This quiz requires some programming to be answered.
Open the dataset blood_transfusion.csv
.
import pandas as pd
blood_transfusion = pd.read_csv("../datasets/blood_transfusion.csv")
data = blood_transfusion.drop(columns="Class")
target = blood_transfusion["Class"]
In this dataset, the column "Class"
is the target vector containing the
labels that our model should predict.
For all the questions below, make a cross-validation evaluation using a 10-fold cross-validation strategy.
Evaluate the performance of a sklearn.dummy.DummyClassifier
that always
predict the most frequent class seen during the training. Be aware that you can
pass a list of score to compute in sklearn.model_selection.cross_validate
by
setting the parameter scoring
.
What the accuracy of this dummy classifier?
- a) ~0.5
- b) ~0.62
- c) ~0.75
_Select a single answer_
+++
What the balanced accuracy of this dummy classifier?
- a) ~0.5
- b) ~0.62
- c) ~0.75
_Select a single answer_
+++
Replace the DummyClassifier
by a sklearn.tree.DecisionTreeClassifier
and
check the statistical performance to answer the question below.

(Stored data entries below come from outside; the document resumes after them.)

//! Experiment - durable record of one experiment

use chrono::{DateTime, Duration, Utc};
use serde::{Deserialize, Serialize};
use serde_json::{Map, Value};

use super::{timestamp, Status};

/// A tracked experiment, persisted as `experiment.json`.
///
/// System-owned fields serialise in declaration order. `config` comes from the
/// user-owned `config.yaml` side-car and is never written by the store.
#[derive(Debug, Clone, PartialEq, Serialize, Deserialize)]
pub struct Experiment {
    id: String,
    study: String,
    status: Status,
    #[serde(with = "timestamp")]
    created_at: DateTime<Utc>,
    #[serde(with = "timestamp")]
    updated_at: DateTime<Utc>,
    #[serde(default)]
    git_sha: Option<String>,
    #[serde(default)]
    command: Option<String>,
    #[serde(default)]
    tags: Vec<String>,
    #[serde(default, skip_serializing)]
    config: Map<String, Value>,
    #[serde(default)]
    tracker_run_id: Option<String>,
}

impl Experiment {
    /// Create a new experiment in `created` status, stamped now.
    #[must_use]
    pub fn new(id: impl Into<String>, study: impl Into<String>) -> Self {
        ExperimentBuilder::new(id, study).build()
    }

    /// Create a builder for an experiment with optional fields.
    #[must_use]
    pub fn builder(id: impl Into<String>, study: impl Into<String>) -> ExperimentBuilder {
        ExperimentBuilder::new(id, study)
    }

    /// Experiment identifier.
    #[must_use]
    pub fn id(&self) -> &str {
        &self.id
    }

    /// Owning study.
    #[must_use]
    pub fn study(&self) -> &str {
        &self.study
    }

    /// Current status.
    #[must_use]
    pub const fn status(&self) -> Status {
        self.status
    }

    /// Creation timestamp.
    #[must_use]
    pub const fn created_at(&self) -> DateTime<Utc> {
        self.created_at
    }

    /// Last-update timestamp.
    #[must_use]
    pub const fn updated_at(&self) -> DateTime<Utc> {
        self.updated_at
    }

    /// Git commit the last run started from.
    #[must_use]
    pub fn git_sha(&self) -> Option<&str> {
        self.git_sha.as_deref()
    }

    /// Command line that last ran this experiment.
    #[must_use]
    pub fn command(&self) -> Option<&str> {
        self.command.as_deref()
    }

    /// Tags, in insertion order.
    #[must_use]
    pub fn tags(&self) -> &[String] {
        &self.tags
    }

    /// Side-car config (empty when there is none).
    #[must_use]
    pub const fn config(&self) -> &Map<String, Value> {
        &self.config
    }

    /// Identifier the tracker assigned to the last run.
    #[must_use]
    pub fn tracker_run_id(&self) -> Option<&str> {
        self.tracker_run_id.as_deref()
    }

    /// Set the status and touch the record.
    pub fn set_status(&mut self, status: Status) {
        self.status = status;
        self.touch();
    }

    /// Record the git commit a run started from.
    pub fn set_git_sha(&mut self, sha: Option<String>) {
        self.git_sha = sha;
    }

    /// Record the command line a run was started with.
    pub fn set_command(&mut self, command: Option<String>) {
        self.command = command;
    }

    /// Record the tracker's run identifier.
    pub fn set_tracker_run_id(&mut self, run_id: Option<String>) {
        self.tracker_run_id = run_id;
    }

    /// Append a tag. Duplicates are kept.
    pub fn add_tag(&mut self, tag: impl Into<String>) {
        self.tags.push(tag.into());
    }

    /// Replace the in-memory side-car config.
    pub fn set_config(&mut self, config: Map<String, Value>) {
        self.config = config;
    }

    /// Advance `updated_at`.
    ///
    /// The new value is strictly greater than the old one even when the clock
    /// has not moved, so every save orders after the previous one.
    pub fn touch(&mut self) {
        let now = timestamp::now();
        self.updated_at = if now > self.updated_at {
            now
        } else {
            self.updated_at + Duration::microseconds(1)
        };
    }

    /// Flatten to a query row: fixed fields first, then config keys that do
    /// not shadow a fixed field.
    #[must_use]
    pub fn to_row(&self) -> Map<String, Value> {
        let mut row = match serde_json::to_value(self) {
            Ok(Value::Object(map)) => map,
            _ => Map::new(),
        };
        for (key, value) in &self.config {
            if !row.contains_key(key) {
                row.insert(key.clone(), value.clone());
            }
        }
        row
    }
}

/// Builder for [`Experiment`].
#[derive(Debug)]
pub struct ExperimentBuilder {
    id: String,
    study: String,
    status: Status,
    created_at: DateTime<Utc>,
    updated_at: Option<DateTime<Utc>>,
    git_sha: Option<String>,
    command: Option<String>,
    tags: Vec<String>,
    config: Map<String, Value>,
    tracker_run_id: Option<String>,
}

impl ExperimentBuilder {
    /// Create a new builder with required fields.
    #[must_use]
    pub fn new(id: impl Into<String>, study: impl Into<String>) -> Self {
        Self {
            id: id.into(),
            study: study.into(),
            status: Status::Created,
            created_at: timestamp::now(),
            updated_at: None,
            git_sha: None,
            command: None,
            tags: Vec::new(),
            config: Map::new(),
            tracker_run_id: None,
        }
    }

    /// Set the initial status.
    #[must_use]
    pub const fn status(mut self, status: Status) -> Self {
        self.status = status;
        self
    }

    /// Set a custom creation timestamp (useful for testing).
    #[must_use]
    pub fn created_at(mut self, created_at: DateTime<Utc>) -> Self {
        self.created_at = created_at;
        self
    }

    /// Set a custom update timestamp; defaults to `created_at`.
    #[must_use]
    pub fn updated_at(mut self, updated_at: DateTime<Utc>) -> Self {
        self.updated_at = Some(updated_at);
        self
    }

    /// Set the git commit.
    #[must_use]
    pub fn git_sha(mut self, sha: impl Into<String>) -> Self {
        self.git_sha = Some(sha.into());
        self
    }

    /// Set the command line.
    #[must_use]
    pub fn command(mut self, command: impl Into<String>) -> Self {
        self.command = Some(command.into());
        self
    }

    /// Add a tag.
    #[must_use]
    pub fn tag(mut self, tag: impl Into<String>) -> Self {
        self.tags.push(tag.into());
        self
    }

    /// Set the side-car config.
    #[must_use]
    pub fn config(mut self, config: Map<String, Value>) -> Self {
        self.config = config;
        self
    }

    /// Set the tracker run id.
    #[must_use]
    pub fn tracker_run_id(mut self, run_id: impl Into<String>) -> Self {
        self.tracker_run_id = Some(run_id.into());
        self
    }

    /// Build the `Experiment`. `updated_at` never precedes `created_at`.
    #[must_use]
    pub fn build(self) -> Experiment {
        let created_at = timestamp::truncate(self.created_at);
        let updated_at = self
            .updated_at
            .map_or(created_at, timestamp::truncate)
            .max(created_at);
        Experiment {
            id: self.id,
            study: self.study,
            status: self.status,
            created_at,
            updated_at,
            git_sha: self.git_sha,
            command: self.command,
            tags: self.tags,
            config: self.config,
            tracker_run_id: self.tracker_run_id,
        }
    }
}

#[cfg(test)]
mod tests {
    use super::*;
    use chrono::TimeZone;
    use serde_json::json;

    #[test]
    fn test_experiment_new() {
        let exp = Experiment::new("baseline", "lr-sweep");
        assert_eq!(exp.id(), "baseline");
        assert_eq!(exp.study(), "lr-sweep");
        assert_eq!(exp.status(), Status::Created);
        assert_eq!(exp.created_at(), exp.updated_at());
        assert!(exp.tags().is_empty());
    }

    #[test]
    fn test_serialized_field_order_excludes_config() {
        let ts = Utc.with_ymd_and_hms(2025, 1, 1, 0, 0, 0).unwrap();
        let exp = Experiment::builder("e1", "s1")
            .created_at(ts)
            .config(json!({"lr": 0.1}).as_object().unwrap().clone())
            .build();

        let value = serde_json::to_value(&exp).unwrap();
        let keys: Vec<&str> = value.as_object().unwrap().keys().map(String::as_str).collect();
        assert_eq!(
            keys,
            vec!["id", "study", "status", "created_at", "updated_at", "git_sha", "command", "tags", "tracker_run_id"]
        );
        assert_eq!(value["created_at"], "2025-01-01T00:00:00.000000+00:00");
        assert_eq!(value["git_sha"], Value::Null);
    }

    #[test]
    fn test_touch_strictly_increases() {
        let future = timestamp::now() + Duration::hours(1);
        let mut exp = Experiment::builder("e1", "s1").created_at(future).build();
        let before = exp.updated_at();
        exp.touch();
        assert!(exp.updated_at() > before);
        exp.touch();
        assert_eq!(exp.updated_at(), before + Duration::microseconds(2));
    }

    #[test]
    fn test_set_status_touches() {
        let mut exp = Experiment::new("e1", "s1");
        let before = exp.updated_at();
        exp.set_status(Status::Running);
        assert_eq!(exp.status(), Status::Running);
        assert!(exp.updated_at() > before);
        assert!(exp.updated_at() >= exp.created_at());
    }

    #[test]
    fn test_builder_clamps_updated_at() {
        let created = Utc.with_ymd_and_hms(2025, 6, 1, 0, 0, 0).unwrap();
        let earlier = Utc.with_ymd_and_hms(2025, 1, 1, 0, 0, 0).unwrap();
        let exp = Experiment::builder("e1", "s1").created_at(created).updated_at(earlier).build();
        assert_eq!(exp.updated_at(), created);
    }

    #[test]
    fn test_deserialize_minimal_record() {
        let exp: Experiment = serde_json::from_value(json!({
            "id": "e1",
            "study": "s1",
            "status": "completed",
            "created_at": "2025-01-01T00:00:00Z",
            "updated_at": "2025-01-01T01:00:00.123456+00:00"
        }))
        .unwrap();
        assert_eq!(exp.status(), Status::Completed);
        assert!(exp.git_sha().is_none());
        assert!(exp.tags().is_empty());
        assert!(exp.config().is_empty());
    }

    #[test]
    fn test_to_row_config_never_shadows_fixed_fields() {
        let exp = Experiment::builder("e1", "s1")
            .tag("baseline")
            .config(json!({"id": "shadow", "lr": 0.1}).as_object().unwrap().clone())
            .build();
        let row = exp.to_row();
        assert_eq!(row["id"], "e1");
        assert_eq!(row["lr"], 0.1);
        assert_eq!(row.keys().last().map(String::as_str), Some("lr"));
    }
}
//! Reactive Context
//!
//! The reactive context tracks which computation is currently running.
//! This enables automatic dependency tracking: when a data source is read,
//! it can register the current computation as a dependent.
//!
//! # Implementation
//!
//! A single mutable slot for "the current computation" breaks as soon as a
//! computation awaits: another task (or another future polled by the same
//! task) runs in the gap and sees, or overwrites, the wrong value.
//!
//! Instead the active computation lives in a tokio task-local. [`scope`]
//! wraps a future so that the value is swapped in every time the future is
//! polled and swapped back out when it returns `Pending`. Every suspension
//! and resumption inside the future therefore observes the same computation,
//! while unrelated futures interleaved with it observe their own.
//!
//! Scopes nest: the innermost scope wins and the previous value is restored
//! when it completes, even if the inner future panics.

use std::future::Future;

use super::Computation;

tokio::task_local! {
    static CURRENT: Option<Computation>;
}

/// Get the active computation, if any.
///
/// Returns `None` outside of any scope as well as inside a scope that was
/// explicitly cleared (see [`crate::reactive::nonreactive`]).
pub fn current() -> Option<Computation> {
    CURRENT.try_with(|current| current.clone()).ok().flatten()
}

/// Check if there is an active computation.
pub fn is_active() -> bool {
    CURRENT
        .try_with(|current| current.is_some())
        .unwrap_or(false)
}

/// Run `future` with `computation` active for its whole execution.
pub async fn scope<F>(computation: Option<Computation>, future: F) -> F::Output
where
    F: Future,
{
    if let Some(computation) = &computation {
        tracing::trace!(computation = %computation.id(), "entering reactive scope");
    }
    CURRENT.scope(computation, future).await
}

/// Run `f` synchronously with `computation` active.
pub fn sync_scope<R>(computation: Option<Computation>, f: impl FnOnce() -> R) -> R {
    CURRENT.sync_scope(computation, f)
}
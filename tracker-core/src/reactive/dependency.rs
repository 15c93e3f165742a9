//! Dependency Implementation
//!
//! A Dependency links one data source to the computations interested in it.
//! Sources call [`Dependency::depend`] when they are read and
//! [`Dependency::changed`] when they are written.
//!
//! # Registration
//!
//! `depend` asks the reactive context for the active computation and adds it
//! to an insertion-ordered registry keyed by [`ComputationId`]. Repeated reads
//! in one run are idempotent. The first registration of a computation also
//! attaches a one-shot teardown to it, which removes the entry again the next
//! time that computation is invalidated or stopped. A computation is
//! therefore registered only for the sources it read during its current run.
//!
//! # Ownership
//!
//! The registry holds computation handles, but the teardown holds only a weak
//! reference back to the registry, so a dropped source never keeps its
//! dependents' cleanups alive and no reference cycle forms.

use std::fmt;
use std::sync::{Arc, Weak};

use indexmap::IndexMap;
use parking_lot::Mutex;

use super::context;
use super::{Computation, ComputationId};

/// A registry of computations that depend on one data source.
///
/// Cloning yields another handle to the same registry.
#[derive(Clone, Default)]
pub struct Dependency {
    inner: Arc<Registry>,
}

#[derive(Default)]
struct Registry {
    dependents: Mutex<IndexMap<ComputationId, Computation>>,
}

impl Dependency {
    /// Create an empty dependency.
    pub fn new() -> Self {
        Self::default()
    }

    /// Register the active computation as a dependent.
    ///
    /// Returns `false`, with no effect, if no computation is active.
    pub fn depend(&self) -> bool {
        match context::current() {
            Some(computation) => self.depend_on(&computation),
            None => false,
        }
    }

    /// Register `computation` as a dependent.
    ///
    /// Returns `false` if the computation is already stopped.
    pub fn depend_on(&self, computation: &Computation) -> bool {
        let id = computation.id();

        {
            let mut dependents = self.inner.dependents.lock();
            if dependents.contains_key(&id) {
                return true;
            }
            dependents.insert(id, computation.clone());
        }

        let registry: Weak<Registry> = Arc::downgrade(&self.inner);
        let attached = computation.add_teardown(Box::new(move || {
            if let Some(registry) = registry.upgrade() {
                registry.dependents.lock().shift_remove(&id);
            }
        }));

        if !attached {
            self.inner.dependents.lock().shift_remove(&id);
            tracing::warn!(computation = %id, "ignoring dependency from a stopped computation");
            return false;
        }

        tracing::trace!(computation = %id, "dependency registered");
        true
    }

    /// Rerun every dependent, one after another, in registration order.
    ///
    /// The registry is snapshotted first; computations that register during
    /// the reruns are not rerun by this call. A rerun that fails is logged
    /// and the remaining dependents still run.
    pub async fn changed(&self) {
        let dependents = self.snapshot();
        tracing::trace!(dependents = dependents.len(), "dependency changed");

        for computation in dependents {
            if let Err(error) = computation.run().await {
                tracing::warn!(
                    computation = %computation.id(),
                    error = %error,
                    "rerun after dependency change failed"
                );
            }
        }
    }

    /// Schedule a rerun of every dependent on a separate task.
    ///
    /// For call sites that cannot await. Must be called from within a tokio
    /// runtime; otherwise the notification is logged and dropped.
    pub fn changed_sync(&self) {
        let dependents = self.snapshot();
        if dependents.is_empty() {
            return;
        }

        let handle = match tokio::runtime::Handle::try_current() {
            Ok(handle) => handle,
            Err(error) => {
                tracing::error!(
                    dependents = dependents.len(),
                    error = %error,
                    "changed_sync called outside of a tokio runtime; dropping notification"
                );
                return;
            }
        };

        handle.spawn(context::scope(None, async move {
            for computation in dependents {
                if let Err(error) = computation.run().await {
                    tracing::warn!(
                        computation = %computation.id(),
                        error = %error,
                        "deferred rerun after dependency change failed"
                    );
                }
            }
        }));
    }

    /// True if at least one computation depends on this source.
    pub fn has_dependents(&self) -> bool {
        !self.inner.dependents.lock().is_empty()
    }

    /// Number of computations depending on this source.
    pub fn dependent_count(&self) -> usize {
        self.inner.dependents.lock().len()
    }

    fn snapshot(&self) -> Vec<Computation> {
        self.inner.dependents.lock().values().cloned().collect()
    }
}

impl fmt::Debug for Dependency {
    fn fmt(&self, f: &mut fmt::Formatter<'_>) -> fmt::Result {
        let ids: Vec<ComputationId> = self.inner.dependents.lock().keys().copied().collect();
        f.debug_struct("Dependency").field("dependents", &ids).finish()
    }
}

// ----------------------------------------------------------------------------
// Tests
// ----------------------------------------------------------------------------
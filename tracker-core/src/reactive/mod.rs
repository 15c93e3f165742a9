//! Reactive Primitives
//!
//! This module implements the reactive engine: computations, dependencies,
//! and observable values, held together by a task-scoped reactive context.
//!
//! # Concepts
//!
//! ## Computations
//!
//! A Computation wraps an async function. While the function runs, the
//! computation is the active one, and any data source the function reads
//! records it as a dependent. When one of those sources changes, the
//! computation is invalidated and rerun.
//!
//! ## Dependencies
//!
//! A Dependency is the registry behind a data source: `depend` on read,
//! `changed` on write. Anything can embed one (a cursor, a cache entry, a
//! remote subscription) to become reactive.
//!
//! ## Observable Values
//!
//! An ObservableValue is a value plus a Dependency and an equality check.
//! Writes that compare equal to the current value do nothing.
//!
//! # Implementation Notes
//!
//! The active computation is carried by a tokio task-local, not by a global
//! slot, so a computation keeps its identity across `.await` points even
//! when other computations run in between.

pub mod context;
pub mod equality;

mod computation;
mod dependency;
mod hooks;
mod id;
mod observable;
mod runtime;

pub use computation::{AutorunOptions, Computation, ErrorHandler};
pub use dependency::Dependency;
pub use equality::ValueEquality;
pub use id::ComputationId;
pub use observable::ObservableValue;
pub use runtime::{
    autorun, current_computation, is_tracking, nonreactive, nonreactive_sync, spawn,
};
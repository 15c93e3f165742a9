//! Tracker Core
//!
//! This crate provides a dependency-tracking reactive computation engine for
//! async Rust. It implements:
//!
//! - Computations: async functions that rerun when what they read changes
//! - Dependencies: registries linking a data source to its readers
//! - Observable values: the simplest reactive data source
//! - A task-scoped reactive context that survives `.await`
//!
//! Higher layers (database cursors, publish/diff sessions) build on the
//! [`reactive::Dependency`] and [`reactive::autorun`] surface.
//!
//! # Example
//!
//! ```rust,ignore
//! use tracker_core::reactive::{autorun, AutorunOptions, ObservableValue};
//!
//! // Create a value
//! let count = ObservableValue::new(0);
//!
//! // Create a computation that reads it
//! let reader = count.clone();
//! let computation = autorun(
//!     move || {
//!         let count = reader.clone();
//!         async move {
//!             println!("Count: {}", count.get());
//!             Ok(())
//!         }
//!     },
//!     AutorunOptions::new(),
//! )
//! .await?;
//!
//! // Update the value
//! count.set(5).await;
//! // Computation automatically reruns, prints: "Count: 5"
//!
//! computation.stop();
//! ```

pub mod error;
pub mod reactive;

pub use error::{Result, TrackerError};
pub use reactive::{
    autorun, current_computation, nonreactive, AutorunOptions, Computation, ComputationId,
    Dependency, ObservableValue,
};
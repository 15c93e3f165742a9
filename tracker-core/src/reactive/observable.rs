//! Observable Value Implementation
//!
//! An ObservableValue is the simplest data source: a boxed value with one
//! embedded [`Dependency`].
//!
//! # How Observable Values Work
//!
//! 1. Reading the value inside a computation registers that computation as
//!    a dependent. Registration is synchronous, so a read before an `.await`
//!    and a read after it behave the same.
//!
//! 2. Writing compares the new value against the current one. Equal writes
//!    are ignored.
//!
//! 3. A real change stores the value and reruns every dependent.
//!
//! # Thread Safety
//!
//! The value sits behind a `parking_lot::RwLock`. The lock is never held
//! while dependents rerun, so a computation may freely read the value it is
//! being rerun for.

use std::fmt::{self, Debug, Display};
use std::sync::Arc;

use parking_lot::RwLock;

use super::equality::ValueEquality;
use super::Dependency;

type EqualsFn<T> = Arc<dyn Fn(&T, &T) -> bool + Send + Sync>;

/// A reactive boxed value.
///
/// # Example
///
/// ```rust,ignore
/// let count = ObservableValue::new(0);
///
/// autorun(
///     {
///         let count = count.clone();
///         move || {
///             let count = count.clone();
///             async move {
///                 println!("count is {}", count.get());
///                 Ok(())
///             }
///         }
///     },
///     AutorunOptions::new(),
/// )
/// .await?;
///
/// count.set(5).await; // prints "count is 5"
/// ```
pub struct ObservableValue<T> {
    value: Arc<RwLock<T>>,
    equals: EqualsFn<T>,
    dependency: Dependency,
}

impl<T> ObservableValue<T>
where
    T: Send + Sync + 'static,
{
    /// Create a value compared with the default [`ValueEquality`] rule.
    pub fn new(value: T) -> Self
    where
        T: ValueEquality,
    {
        Self::with_equals(value, T::value_eq)
    }

    /// Create a value compared with a custom equality function.
    pub fn with_equals<F>(value: T, equals: F) -> Self
    where
        F: Fn(&T, &T) -> bool + Send + Sync + 'static,
    {
        Self {
            value: Arc::new(RwLock::new(value)),
            equals: Arc::new(equals),
            dependency: Dependency::new(),
        }
    }

    /// Get a copy of the value, registering the active computation.
    pub fn get(&self) -> T
    where
        T: Clone,
    {
        self.dependency.depend();
        self.value.read().clone()
    }

    /// Borrow the value, registering the active computation.
    ///
    /// The value is locked for reading while `f` runs; `f` must not write to
    /// this same value.
    pub fn with<R>(&self, f: impl FnOnce(&T) -> R) -> R {
        self.dependency.depend();
        f(&self.value.read())
    }

    /// Get a copy of the value without registering a dependency.
    pub fn get_untracked(&self) -> T
    where
        T: Clone,
    {
        self.value.read().clone()
    }

    /// Borrow the value without registering a dependency.
    pub fn with_untracked<R>(&self, f: impl FnOnce(&T) -> R) -> R {
        f(&self.value.read())
    }

    /// Store `value` and rerun dependents if it differs from the current one.
    ///
    /// Returns `true` if the value changed.
    pub async fn set(&self, value: T) -> bool {
        if !self.store(value) {
            return false;
        }
        self.dependency.changed().await;
        true
    }

    /// Like [`set`](Self::set), but schedules the reruns on another task
    /// instead of waiting for them.
    pub fn set_sync(&self, value: T) -> bool {
        if !self.store(value) {
            return false;
        }
        self.dependency.changed_sync();
        true
    }

    /// Compute a new value from the current one, then [`set`](Self::set) it.
    pub async fn update(&self, f: impl FnOnce(&T) -> T) -> bool {
        let next = f(&self.value.read());
        self.set(next).await
    }

    /// The embedded dependency.
    pub fn dependency(&self) -> &Dependency {
        &self.dependency
    }

    fn store(&self, value: T) -> bool {
        let unchanged = {
            let current = self.value.read();
            (self.equals)(&current, &value)
        };
        if unchanged {
            return false;
        }

        *self.value.write() = value;
        true
    }
}

impl<T> Clone for ObservableValue<T> {
    fn clone(&self) -> Self {
        Self {
            value: Arc::clone(&self.value),
            equals: Arc::clone(&self.equals),
            dependency: self.dependency.clone(),
        }
    }
}

impl<T: Default + ValueEquality + Send + Sync + 'static> Default for ObservableValue<T> {
    fn default() -> Self {
        Self::new(T::default())
    }
}

/// Renders the current value without registering a dependency.
impl<T: Display> Display for ObservableValue<T> {
    fn fmt(&self, f: &mut fmt::Formatter<'_>) -> fmt::Result {
        Display::fmt(&*self.value.read(), f)
    }
}

impl<T: Debug> Debug for ObservableValue<T> {
    fn fmt(&self, f: &mut fmt::Formatter<'_>) -> fmt::Result {
        f.debug_struct("ObservableValue")
            .field("value", &*self.value.read())
            .field("dependents", &self.dependency.dependent_count())
            .finish()
    }
}

// ----------------------------------------------------------------------------
// Tests
// ----------------------------------------------------------------------------
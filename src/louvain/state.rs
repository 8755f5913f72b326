use crate::dataset::Dataset;
use crate::graph::{Edge, Graph, VertexId};

/// One neighbor message as observed on one edge triplet.
///
/// Carries the receiving vertex's own state next to the sending neighbor's state, both read
/// from the same start-of-round snapshot.
#[derive(Debug, Clone, Copy, PartialEq, Eq)]
pub struct NeighborSummary {
    pub degree: i64,
    pub community: VertexId,
    pub community_weight: i64,
    pub neigh_degree: i64,
    pub neigh_community: VertexId,
    pub neigh_community_weight: i64,
}

impl NeighborSummary {
    pub fn observe(own: &VertexRecord, neighbor: &VertexRecord) -> Self {
        NeighborSummary {
            degree: own.degree,
            community: own.community,
            community_weight: own.community_weight,
            neigh_degree: neighbor.degree,
            neigh_community: neighbor.community,
            neigh_community_weight: neighbor.community_weight,
        }
    }
}

#[derive(Debug, Clone, PartialEq, Eq)]
pub struct VertexRecord {
    pub id: VertexId,
    pub degree: i64,
    pub self_loops: i64,
    pub community: VertexId,
    /// Degree mass of `community` as of the last aggregation.
    pub community_weight: i64,
    /// Messages received in the current round; cleared by the aggregator.
    pub neighbors: Vec<NeighborSummary>,
}

impl VertexRecord {
    /// A vertex alone in its own community.
    pub fn new(id: VertexId, degree: i64, self_loops: i64) -> Self {
        VertexRecord {
            id,
            degree,
            self_loops,
            community: id,
            community_weight: degree,
            neighbors: Vec::new(),
        }
    }
}

/// Counts self-loops per vertex in two scans: the source side of an edge contributes 1 when
/// the edge is a self-loop, the destination side always contributes 0.
pub fn self_loop_counts(edges: &Dataset<Edge>) -> Dataset<(VertexId, i64)> {
    edges
        .flat_map(|edge| {
            [
                (edge.lo(), i64::from(edge.is_self_loop())),
                (edge.hi(), 0i64),
            ]
        })
        .reduce_by_key(|a, b| a + b)
}

/// Builds the per-pass vertex state from the pass's edge list.
pub fn initialize(edges: Dataset<Edge>) -> Graph<VertexRecord> {
    let skeleton = Graph::from_edges(edges, ());
    let degrees = skeleton.degrees();
    let self_loops = self_loop_counts(skeleton.edges());

    let with_degree = skeleton
        .vertices()
        .left_outer_join(&degrees)
        .map(|(id, (_, degree))| (*id, degree.unwrap_or(0)));
    degrees.unpersist();

    let vertices = with_degree
        .left_outer_join(&self_loops)
        .map(|(id, (degree, loops))| (*id, VertexRecord::new(*id, *degree, loops.unwrap_or(0))));
    with_degree.unpersist();
    self_loops.unpersist();

    let (skeleton_vertices, edges) = skeleton.into_parts();
    skeleton_vertices.unpersist();
    Graph::new(vertices, edges)
}

/// Sum of all vertex degrees; twice the edge count.
pub fn total_degree(graph: &Graph<VertexRecord>) -> i64 {
    graph
        .vertices()
        .aggregate(0i64, |acc, (_, record)| acc + record.degree, |a, b| a + b)
}
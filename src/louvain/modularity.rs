use super::coarsen::coarsen;
use super::MISSING_COMMUNITY;
use crate::dataset::Dataset;
use crate::graph::{edge_degrees, Edge, VertexId};

/// Modularity of `assignment` over the original `edges`, recomputed from scratch.
///
/// Each community with at least one internal edge contributes
/// `(internal_weight - degree_c^2 / T) / T`, where `internal_weight` counts every internal
/// edge in both directions and `T` is the total degree. Communities without internal edges
/// contribute nothing, so an assignment with no internal edge scores exactly `0.0`.
pub fn modularity(edges: &Dataset<Edge>, assignment: &Dataset<(VertexId, VertexId)>) -> f64 {
    let degrees = edge_degrees(edges);
    let total_degree = degrees.aggregate(0i64, |acc, (_, degree)| acc + degree, |a, b| a + b);
    if total_degree == 0 {
        return 0.0;
    }

    let labeled = coarsen(edges, assignment);
    let multiplicity = labeled.map(|edge| (*edge, 1i64)).reduce_by_key(|a, b| a + b);
    labeled.unpersist();
    let internal = multiplicity.flat_map(|(edge, count)| {
        edge.is_self_loop().then_some((edge.lo(), 2 * count))
    });
    multiplicity.unpersist();

    let degree_products = degrees
        .left_outer_join(assignment)
        .map(|(_, (degree, community))| (community.unwrap_or(MISSING_COMMUNITY), *degree))
        .reduce_by_key(|a, b| a + b)
        .map_values(|&degree| (degree as f64) * (degree as f64));
    degrees.unpersist();

    let total = total_degree as f64;
    internal.join(&degree_products).aggregate(
        0.0f64,
        |acc, (_, (weight, product))| acc + (*weight as f64 - product / total) / total,
        |a, b| a + b,
    )
}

Is a single decision classifier better than a dummy classifier (at least an
increase of 4%) in terms of balanced accuracy?
- a) Yes
- b) No
_Select a single answer_
+++
Evaluate the performance of a sklearn.ensemble.RandomForestClassifier
using
300 trees.
Is random forest better than a dummy classifier (at least an increase of 4%)
in terms of balanced accuracy?
- a) Yes
- b) No
_Select a single answer_
+++
Compare a sklearn.ensemble.GradientBoostingClassifier
and a
sklearn.ensemble.RandomForestClassifier
with both 300 trees. To do so, repeat
10 times a 10-fold cross-validation by using the balanced accuracy as metric.
For each of the ten try, compute the average of the cross-validation score
for both models. Count how many times a model is better than the other.
On average, is the gradient boosting better than the random forest?
- a) Yes
- b) No
- c) Equivalent
_Select a single answer_
+++
Evaluate the performance of a
sklearn.ensemble.HistGradientBoostingClassifier
. Enable early-stopping and
add as many trees as needed.
Note: Be aware that you need a specific import when importing the
HistGradientBoostingClassifier
:
# explicitly require this experimental feature
from sklearn.experimental import enable_hist_gradient_boosting
# now you can import normally from ensemble
from sklearn.ensemble import HistGradientBoostingClassifier
Is histogram gradient boosting a better classifier?
- a) Histogram gradient boosting is the best estimator
- b) Histogram gradient boosting is better than random forest by worse than
the exact gradient boosting
- c) Histogram gradient boosting is better than the exact gradient boosting but
worse than the random forest
- d) Histogram gradient boosting is the worst estimator
_Select a single answer_
+++
With the early stopping activated, how many trees on average the
`HistGradientBoostingClassifier` needed to converge?
- a) ~30
- b) ~100
- c) ~150
- d) ~200
- e) ~300
_Select a single answer_
+++
Imbalanced-learn is an open-source library relying on scikit-learn and provides methods to deal with classification with imbalanced classes.
Here, we will be using the class
imblearn.ensemble.BalancedBaggingClassifier
to alleviate the issue of class imbalance.
Use the BalancedBaggingClassifier
and pass an
HistGradientBoostingClassifier
as a base_estimator
. Fix the hyperparameter
n_estimators
to 50.
What is a [`BalancedBaggingClassifier`](https://imbalanced-learn.org/stable/ensemble.html#bagging)?
- a) Is a classifier that make sure that each tree leaves belong to the same
depth level
- b) Is a classifier that explicitly maximizes the balanced accuracy score
- c) Equivalent to a `sklearn.ensemble.BaggingClassifier` with a resampling of
each bootstrap sample to contain a many samples from each class.
_Select a single answer_
+++
Compared to the balanced accuracy of a `HistGradientBoostingClassifier` alone
(computed in one of the previous questions), the balanced accuracy of the
`BalancedBaggingClassifier` is:
- a) Worse
- b) Better
- c) Equivalent
_Select a single answer_